The Favourite (2018)

Director: Yorgos Lanthimos Cast: Olivia Colman, Emma Stone, Rachel Weisz, Nicholas Hoult, James Smith

Queen Anne is on the throne while her friend Lady Sarah, wife to the Prime Minister, runs the country behind the scenes. Lady Sarah’s cousin Abigail arrives from the countryside looking for work, and soon becomes a rival for Anne’s attentions.

As most Oscar films seem to be nowadays, this one ticks both boxes of weird and intense. This is not to say it’s not enjoyable though- much of the film is comedic, which helps to add to the absurdness of the situations that arise. It’s strange, but the fact that it’s funny makes it more accessible to wider audiences. Olivia Colman nails the eccentric and deluded Queen Anne, while Emma Stone and Rachel Weisz both play manipulative and conniving characters who have equal elements of heroic and despicable.

My surprise favourite character was Nicholas Hoult, who plays Harley, the Leader of the Opposition. I say surprise because I didn’t know he was even in it before I watched it, rather than surprise at his comedic ability. The first thing I saw him is was About a Boy, so we know he plays strange comedic parts well.
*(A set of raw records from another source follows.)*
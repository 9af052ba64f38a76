pub mod markup;
pub mod note;
pub mod query;
pub mod request;
pub mod vault;

use std::io::Read;

/// Positional content, or stdin when omitted.
pub fn content_or_stdin(content: Option<String>) -> color_eyre::Result<String> {
    match content {
        Some(c) => Ok(c),
        None => {
            let mut buf = String::new();
            std::io::stdin().read_to_string(&mut buf)?;
            Ok(buf)
        }
    }
}

/// Print a list of names, one per line or as a JSON array.
pub fn print_names(names: &[String], json: bool) {
    if json {
        println!("{}", serde_json::to_string_pretty(names).unwrap_or_default());
        return;
    }
    for name in names {
        println!("{name}");
    }
}
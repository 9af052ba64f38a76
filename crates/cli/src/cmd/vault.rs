//! Vault lifecycle commands.

use std::path::Path;

use inkvault_core::Workspace;

use super::print_names;

pub fn create(
    workspace: &Workspace,
    name: &str,
    at: Option<&Path>,
) -> color_eyre::Result<()> {
    workspace.create_vault(name, at)?;
    println!("Created vault '{name}'");
    Ok(())
}

pub fn list(workspace: &Workspace, json: bool) -> color_eyre::Result<()> {
    let names = workspace.list_vaults()?;
    print_names(&names, json);
    Ok(())
}

pub fn delete(workspace: &Workspace, name: &str) -> color_eyre::Result<()> {
    workspace.delete_vault(name)?;
    println!("Deleted vault '{name}'");
    Ok(())
}
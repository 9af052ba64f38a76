use std::path::{Path, PathBuf};
use std::{env, fs};

use dirs::{data_dir, home_dir};
use shellexpand::full;
use thiserror::Error;

use crate::config::types::{ConfigFile, ResolvedConfig};

#[derive(Debug, Error)]
pub enum ConfigError {
    #[error("config file not found at {0}")]
    NotFound(String),

    #[error("failed to read config file {0}: {1}")]
    ReadError(String, #[source] std::io::Error),

    #[error("failed to parse TOML in {0}: {1}")]
    ParseError(String, #[source] toml::de::Error),

    #[error("version {0} is unsupported (expected 1)")]
    BadVersion(u32),

    #[error("home directory not available to expand '~'")]
    NoHome,
}

pub struct ConfigLoader;

impl ConfigLoader {
    /// Load configuration from an explicit path, or from the default
    /// location. A missing explicit path is an error; a missing default
    /// config resolves to built-in defaults.
    pub fn load(config_path: Option<&Path>) -> Result<ResolvedConfig, ConfigError> {
        let (path, explicit) = match config_path {
            Some(p) => (p.to_path_buf(), true),
            None => (default_config_path(), false),
        };

        if !path.exists() {
            if explicit {
                return Err(ConfigError::NotFound(path.display().to_string()));
            }
            return Ok(Self::defaults());
        }

        let s = fs::read_to_string(&path)
            .map_err(|e| ConfigError::ReadError(path.display().to_string(), e))?;

        let cf: ConfigFile = toml::from_str(&s)
            .map_err(|e| ConfigError::ParseError(path.display().to_string(), e))?;

        if cf.version != 1 {
            return Err(ConfigError::BadVersion(cf.version));
        }

        let base_path = match &cf.storage.base_path {
            Some(p) => expand_path(p)?,
            None => default_base_path(),
        };

        let default_vault = cf
            .storage
            .default_vault
            .clone()
            .unwrap_or_else(|| "Notes".to_string());

        Ok(ResolvedConfig { base_path, default_vault, logging: cf.logging })
    }

    /// Built-in configuration used when no config file exists.
    pub fn defaults() -> ResolvedConfig {
        ResolvedConfig {
            base_path: default_base_path(),
            default_vault: "Notes".to_string(),
            logging: Default::default(),
        }
    }
}

pub fn default_config_path() -> PathBuf {
    if let Ok(xdg) = env::var("XDG_CONFIG_HOME") {
        return Path::new(&xdg).join("inkvault").join("config.toml");
    }
    let home = home_dir().unwrap_or_else(|| PathBuf::from("~"));
    home.join(".config").join("inkvault").join("config.toml")
}

/// Default directory holding vault storage roots.
pub fn default_base_path() -> PathBuf {
    data_dir().unwrap_or_else(|| PathBuf::from(".")).join("inkvault").join("vaults")
}

fn expand_path(input: &str) -> Result<PathBuf, ConfigError> {
    let expanded = full(input).map_err(|_| ConfigError::NoHome)?;
    Ok(PathBuf::from(expanded.to_string()))
}

#[cfg(test)]
mod tests {
    use super::*;
    use std::io::Write;

    #[test]
    fn test_load_explicit_config() {
        let dir = tempfile::TempDir::new().unwrap();
        let path = dir.path().join("config.toml");
        let mut f = fs::File::create(&path).unwrap();
        writeln!(
            f,
            "version = 1\n\n[storage]\nbase_path = \"{}\"\ndefault_vault = \"Inbox\"",
            dir.path().join("vaults").display()
        )
        .unwrap();

        let rc = ConfigLoader::load(Some(&path)).unwrap();
        assert_eq!(rc.base_path, dir.path().join("vaults"));
        assert_eq!(rc.default_vault, "Inbox");
        assert_eq!(rc.logging.level, "info");
    }

    #[test]
    fn test_missing_explicit_config_is_error() {
        let err = ConfigLoader::load(Some(Path::new("/nonexistent/ikv.toml")));
        assert!(matches!(err, Err(ConfigError::NotFound(_))));
    }

    #[test]
    fn test_bad_version_rejected() {
        let dir = tempfile::TempDir::new().unwrap();
        let path = dir.path().join("config.toml");
        fs::write(&path, "version = 2\n").unwrap();

        let err = ConfigLoader::load(Some(&path));
        assert!(matches!(err, Err(ConfigError::BadVersion(2))));
    }

    #[test]
    fn test_defaults_when_no_sections() {
        let dir = tempfile::TempDir::new().unwrap();
        let path = dir.path().join("config.toml");
        fs::write(&path, "version = 1\n").unwrap();

        let rc = ConfigLoader::load(Some(&path)).unwrap();
        assert_eq!(rc.default_vault, "Notes");
    }
}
As a side note, I also really enjoyed the history playing out in the background, with the war against the French and early 1700s Parliament.

The film is set in England in the early 1700s, so one of the things I enjoyed most about it was the costumes and sets (for which it has been nominated and Oscar). The women’s dresses are great to look at, while the men’s costumes are used to play a part in the story themselves as they are so ridiculous.

I liked this film more than I thought I would, as it’s intense and a bit psychological as the women go head to head, but the comedy throughout makes this bearable. It’s not suitable for children but I think it would reach wide audiences, so I would recommend giving it a go and seeing what you think afterwards. I don’t feel a particular desire to watch it again (at least not for several years) but I’m pleased I’ve seen it.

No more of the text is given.